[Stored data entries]
━━━━━━━━━━━━━━━━

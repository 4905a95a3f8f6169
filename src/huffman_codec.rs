use std::fs::File;
use std::io::{self, Cursor, Read, Seek, SeekFrom};
use std::path::Path;

use crate::compressor::{self, CompressStats};
use crate::decompressor::{self, DecompressStats};
use crate::error::{HuffmanError, Result};

/// Entry points over byte slices, open files and paths.
pub struct HuffmanCodec;

impl HuffmanCodec {
    pub fn encode(data: &[u8]) -> Result<Vec<u8>> {
        let mut output = Cursor::new(Vec::new());
        compressor::compress(&mut Cursor::new(data), &mut output)?;
        Ok(output.into_inner())
    }

    pub fn decode(compressed: &[u8]) -> Result<Vec<u8>> {
        let mut output = Vec::new();
        decompressor::decompress(&mut Cursor::new(compressed), &mut output)?;
        Ok(output)
    }

    pub fn encode_from_file(mut input: File, mut output: File) -> Result<CompressStats> {
        compressor::compress(&mut input, &mut output)
    }

    pub fn decode_from_file(mut input: File, mut output: File) -> Result<DecompressStats> {
        decompressor::decompress(&mut input, &mut output)
    }

    /// Compresses the file at `input` into a new or truncated file at `output`.
    ///
    /// The input is opened and checked for content before the output is
    /// created, so a missing or empty input leaves any existing `output`
    /// untouched.
    pub fn compress_path(input: &Path, output: &Path) -> Result<CompressStats> {
        let mut input = File::open(input).map_err(HuffmanError::SourceUnavailable)?;
        if is_exhausted(&mut input).map_err(HuffmanError::SourceUnavailable)? {
            return Err(HuffmanError::EmptyInput);
        }
        let output = create_output(output)?;
        Self::encode_from_file(input, output)
    }

    pub fn decompress_path(input: &Path, output: &Path) -> Result<DecompressStats> {
        let input = File::open(input).map_err(HuffmanError::SourceUnavailable)?;
        let output = create_output(output)?;
        Self::decode_from_file(input, output)
    }
}

fn create_output(path: &Path) -> Result<File> {
    File::create(path).map_err(HuffmanError::SinkUnavailable)
}

/// True if `input` has no bytes left; otherwise rewinds to where it was.
fn is_exhausted<R: Read + Seek>(input: &mut R) -> io::Result<bool> {
    let start = input.stream_position()?;
    let mut byte = [0u8; 1];
    let n = loop {
        match input.read(&mut byte) {
            Ok(n) => break n,
            Err(e) if e.kind() == io::ErrorKind::Interrupted => continue,
            Err(e) => return Err(e),
        }
    };
    if n == 0 {
        return Ok(true);
    }
    input.seek(SeekFrom::Start(start))?;
    Ok(false)
}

━━━━━━━━━━━━━━━━

- _INSTRUCTIONS TO FOLLOW_:
Copy out, in full, each line above that has the word "compressed" in it.

- _EXERCISE ANSWER_:
    pub fn decode(compressed: &[u8]) -> Result<Vec<u8>> {
        decompressor::decompress(&mut Cursor::new(compressed), &mut output)?;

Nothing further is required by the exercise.